** Opening THE RECORDS block **

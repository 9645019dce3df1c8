// SPDX-License-Identifier: MIT

// Allow panic!/unwrap/expect in test code
#![cfg_attr(test, allow(clippy::panic))]
#![cfg_attr(test, allow(clippy::unwrap_used))]
#![cfg_attr(test, allow(clippy::expect_used))]

//! Postgres-backed persistence for the loader/producer/consumer services.
//!
//! Every write path in this crate goes through [`tx::run_atomically`]: one
//! Serializable transaction per file (loader) or per message (consumer),
//! so a crash between steps never leaves the processed-marker and its
//! side effect (a started process, a recorded run) disagreeing.

pub mod definitions;
pub mod error;
pub mod logs;
pub mod messages;
pub mod processed_files;
pub mod runs;
pub mod tx;

pub use error::StorageError;
pub use tx::{run_atomically, Tx, TxError};

pub use definitions::DefinitionsRepo;
pub use logs::LogsRepo;
pub use messages::MessagesRepo;
pub use processed_files::ProcessedFilesRepo;
pub use runs::RunsRepo;

/// Run all embedded migrations against `pool`. Called once at service
/// startup by each of the loader, producer, and consumer binaries.
pub async fn migrate(pool: &sqlx::PgPool) -> Result<(), sqlx::migrate::MigrateError> {
    sqlx::migrate!("./migrations").run(pool).await
}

** Closing THE RECORDS block **

Write the entries out again, exactly and completely.

**OUTPUT BELOW:**
repository 9645019dce3df1c8
// SPDX-License-Identifier: MIT

// Allow panic!/unwrap/expect in test code
#![cfg_attr(test, allow(clippy::panic))]
#![cfg_attr(test, allow(clippy::unwrap_used))]
#![cfg_attr(test, allow(clippy::expect_used))]

//! Postgres-backed persistence for the loader/producer/consumer services.
//!
//! Every write path in this crate goes through [`tx::run_atomically`]: one
//! Serializable transaction per file (loader) or per message (consumer),
//! so a crash between steps never leaves the processed-marker and its
//! side effect (a started process, a recorded run) disagreeing.

pub mod definitions;
pub mod error;
pub mod logs;
pub mod messages;
pub mod processed_files;
pub mod runs;
pub mod tx;

pub use error::StorageError;
pub use tx::{run_atomically, Tx, TxError};

pub use definitions::DefinitionsRepo;
pub use logs::LogsRepo;
pub use messages::MessagesRepo;
pub use processed_files::ProcessedFilesRepo;
pub use runs::RunsRepo;

/// Run all embedded migrations against `pool`. Called once at service
/// startup by each of the loader, producer, and consumer binaries.
pub async fn migrate(pool: &sqlx::PgPool) -> Result<(), sqlx::migrate::MigrateError> {
    sqlx::migrate!("./migrations").run(pool).await
}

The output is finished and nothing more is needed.